▸ **What is required**
Scan the records below and report how many lines contain the word "RawConfig", giving the number by itself.

Records for the exercise: Begin

use std::{
    collections::{BTreeMap, HashMap},
    sync::atomic::{AtomicUsize, Ordering},
};

use async_trait::async_trait;
use qbt_client::{
    Category, Peer, ServerState, SyncMainData, Torrent, TorrentApi, TorrentPeers, TransferInfo,
};
use qbt_common::{ExporterConfig, ExporterError, RawConfig, Result};

/// In-memory daemon. A `None` field (or a hash missing from `peers`) makes
/// the matching call fail.
#[derive(Default)]
pub struct StubDaemon {
    pub torrents: Option<Vec<Torrent>>,
    pub transfer: Option<TransferInfo>,
    pub version: Option<String>,
    pub categories: Option<BTreeMap<String, Category>>,
    pub main_data: Option<SyncMainData>,
    pub peers: HashMap<String, TorrentPeers>,
    pub torrent_list_calls: AtomicUsize,
    pub peer_calls: AtomicUsize,
}

impl StubDaemon {
    pub fn healthy() -> Self {
        Self {
            torrents: Some(vec![
                torrent("aaa", "ubuntu.iso", "linux", "uploading"),
                torrent("bbb", "movie.mkv", "Movies", "downloading"),
            ]),
            transfer: Some(TransferInfo {
                connection_status: "connected".to_string(),
                dht_nodes: 312,
                dl_info_data: 1_048_576,
                up_info_data: 2_097_152,
            }),
            version: Some("v4.6.2".to_string()),
            categories: Some(categories(&["Movies", "linux"])),
            main_data: Some(SyncMainData {
                server_state: Some(ServerState {
                    average_time_queue: Some(14.0),
                    read_cache_hits: Some(37.5),
                    total_buffers_size: Some(262_144.0),
                    total_peer_connections: Some(41.0),
                    total_wasted_session: Some(5_120.0),
                    write_cache_overload: Some(0.0),
                }),
            }),
            peers: HashMap::from([
                (
                    "aaa".to_string(),
                    peers(&[peer("10.0.0.1", 6881), peer("10.0.0.2", 51413)]),
                ),
                ("bbb".to_string(), peers(&[peer("192.168.1.9", 6881)])),
            ]),
            ..Self::default()
        }
    }

    pub fn unreachable() -> Self {
        Self::default()
    }
}

#[async_trait]
impl TorrentApi for StubDaemon {
    async fn list_torrents(&self) -> Result<Vec<Torrent>> {
        self.torrent_list_calls.fetch_add(1, Ordering::SeqCst);
        self.torrents.clone().ok_or_else(|| unavailable("torrents/info"))
    }

    async fn transfer_info(&self) -> Result<TransferInfo> {
        self.transfer.clone().ok_or_else(|| unavailable("transfer/info"))
    }

    async fn app_version(&self) -> Result<String> {
        self.version.clone().ok_or_else(|| unavailable("app/version"))
    }

    async fn categories(&self) -> Result<BTreeMap<String, Category>> {
        self.categories
            .clone()
            .ok_or_else(|| unavailable("torrents/categories"))
    }

    async fn sync_main_data(&self) -> Result<SyncMainData> {
        self.main_data.clone().ok_or_else(|| unavailable("sync/maindata"))
    }

    async fn torrent_peers(&self, hash: &str) -> Result<TorrentPeers> {
        self.peer_calls.fetch_add(1, Ordering::SeqCst);
        self.peers
            .get(hash)
            .cloned()
            .ok_or_else(|| unavailable("sync/torrentPeers"))
    }
}

fn unavailable(endpoint: &str) -> ExporterError {
    ExporterError::Request {
        endpoint: endpoint.to_string(),
        message: "connection refused".to_string(),
    }
}

pub fn config() -> ExporterConfig {
    ExporterConfig::from_parts(RawConfig {
        host: Some("localhost".to_string()),
        port: Some("8080".to_string()),
        exporter_port: 8000,
        log_level: "INFO".to_string(),
        metrics_prefix: "qbittorrent".to_string(),
        request_timeout_secs: 10,
        ..RawConfig::default()
    })
    .unwrap()
}

pub fn torrent(hash: &str, name: &str, category: &str, state: &str) -> Torrent {
    Torrent {
        hash: hash.to_string(),
        name: name.to_string(),
        category: category.to_string(),
        state: state.into(),
        added_on: 1_700_000_000,
        availability: 0.75,
        downloaded: 4_096,
        num_complete: 12,
        num_incomplete: 3,
        num_leechs: 1,
        num_seeds: 2,
        ratio: 1.5,
        seeding_time: 3_600,
        size: 8_192,
        total_size: 16_384,
        time_active: 7_200,
        uploaded: 6_144,
    }
}

pub fn categories(names: &[&str]) -> BTreeMap<String, Category> {
    names
        .iter()
        .map(|name| {
            (
                name.to_string(),
                Category {
                    name: name.to_string(),
                    save_path: format!("/downloads/{name}"),
                },
            )
        })
        .collect()
}

pub fn peer(ip: &str, port: u16) -> Peer {
    Peer {
        ip: ip.to_string(),
        port,
        country: "Netherlands".to_string(),
        country_code: "nl".to_string(),
        downloaded: 512,
        uploaded: 256,
        progress: 0.42,
        relevance: 1.0,
    }
}

pub fn peers(list: &[Peer]) -> TorrentPeers {
    TorrentPeers {
        peers: Some(
            list.iter()
                .map(|peer| (format!("{}:{}", peer.ip, peer.port), peer.clone()))
                .collect(),
        ),
    }
}
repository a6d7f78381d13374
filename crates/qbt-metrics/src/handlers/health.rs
use axum::{http::StatusCode, response::IntoResponse};

pub async fn health_live() -> impl IntoResponse {
    StatusCode::OK
}
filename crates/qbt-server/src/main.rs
use std::{process::ExitCode, sync::Arc};

use clap::Parser;
use qbt_client::QbitClient;
use qbt_common::{
    ExporterConfig, LogLevel, RawConfig,
    config::{
        DEFAULT_EXPORTER_ADDRESS, DEFAULT_EXPORTER_PORT, DEFAULT_METRICS_PREFIX,
        DEFAULT_REQUEST_TIMEOUT_SECS,
    },
};
use qbt_metrics::{ExporterState, MetricsAggregator, exporter_router};
use tracing::{error, info, warn};
use tracing_subscriber::EnvFilter;

#[derive(Parser, Debug)]
#[command(
    name = "qbittorrent-exporter",
    about = "Prometheus exporter for the qBittorrent Web API"
)]
struct Cli {
    /// qBittorrent Web UI host, optionally with scheme and path
    #[arg(long, env = "QBITTORRENT_HOST")]
    host: Option<String>,

    #[arg(long, env = "QBITTORRENT_PORT")]
    port: Option<String>,

    #[arg(long, env = "QBITTORRENT_USER", default_value = "")]
    username: String,

    #[arg(long, env = "QBITTORRENT_PASS", default_value = "", hide_env_values = true)]
    password: String,

    #[arg(long, env = "EXPORTER_ADDRESS", default_value = DEFAULT_EXPORTER_ADDRESS)]
    exporter_address: String,

    #[arg(long, env = "EXPORTER_PORT", default_value_t = DEFAULT_EXPORTER_PORT)]
    exporter_port: u16,

    /// TRACE, DEBUG, INFO, WARNING, ERROR or CRITICAL
    #[arg(long, env = "EXPORTER_LOG_LEVEL", default_value = "INFO")]
    log_level: String,

    #[arg(long, env = "METRICS_PREFIX", default_value = DEFAULT_METRICS_PREFIX)]
    metrics_prefix: String,

    /// Per-request timeout against the daemon
    #[arg(
        long,
        env = "QBITTORRENT_TIMEOUT_SECS",
        default_value_t = DEFAULT_REQUEST_TIMEOUT_SECS
    )]
    request_timeout_secs: u64,
}

impl From<Cli> for RawConfig {
    fn from(cli: Cli) -> Self {
        Self {
            host: cli.host,
            port: cli.port,
            username: cli.username,
            password: cli.password,
            exporter_address: cli.exporter_address,
            exporter_port: cli.exporter_port,
            log_level: cli.log_level,
            metrics_prefix: cli.metrics_prefix,
            request_timeout_secs: cli.request_timeout_secs,
        }
    }
}

#[tokio::main]
async fn main() -> Result<ExitCode, Box<dyn std::error::Error>> {
    let config = ExporterConfig::from_parts(Cli::parse().into());
    let level = config
        .as_ref()
        .map(|config| config.log_level)
        .unwrap_or_default();
    init_tracing(level)?;

    let config = match config {
        Ok(config) => Arc::new(config),
        Err(err) => {
            error!(error = %err, "invalid configuration");
            return Ok(ExitCode::FAILURE);
        }
    };

    info!("Exporter is starting up");
    let client = match QbitClient::new(&config.daemon) {
        Ok(client) => Arc::new(client),
        Err(err) => {
            error!(error = %err, "invalid qBittorrent address");
            return Ok(ExitCode::FAILURE);
        }
    };
    info!(
        daemon = client.base_url(),
        authenticated = config.daemon.has_credentials(),
        "qBittorrent client ready"
    );

    let aggregator = MetricsAggregator::new(client, Arc::clone(&config));
    let app = exporter_router(Arc::new(ExporterState::new(aggregator)));

    let addr = format!("{}:{}", config.listen_address, config.listen_port);
    let listener = tokio::net::TcpListener::bind(&addr).await?;
    info!(address = %addr, "Exporter listening on port {}", config.listen_port);

    axum::serve(listener, app)
        .with_graceful_shutdown(shutdown_signal())
        .await?;
    info!("Exporter has shutdown");

    Ok(ExitCode::SUCCESS)
}

fn init_tracing(level: LogLevel) -> Result<(), Box<dyn std::error::Error>> {
    let env_filter = EnvFilter::from_default_env().add_directive(level.as_directive().parse()?);
    tracing_subscriber::fmt()
        .json()
        .with_env_filter(env_filter)
        .init();
    Ok(())
}

async fn shutdown_signal() {
    let ctrl_c = async {
        if let Err(err) = tokio::signal::ctrl_c().await {
            warn!(error = %err, "failed to listen for ctrl-c");
            std::future::pending::<()>().await;
        }
    };

    #[cfg(unix)]
    let terminate = async {
        match tokio::signal::unix::signal(tokio::signal::unix::SignalKind::terminate()) {
            Ok(mut signal) => {
                signal.recv().await;
            }
            Err(err) => {
                warn!(error = %err, "failed to listen for SIGTERM");
                std::future::pending::<()>().await;
            }
        }
    };

    #[cfg(not(unix))]
    let terminate = std::future::pending::<()>();

    tokio::select! {
        _ = ctrl_c => {},
        _ = terminate => {},
    }
    info!("shutdown signal received");
}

Records for the exercise: End

▸ **Solution to the exercise**
5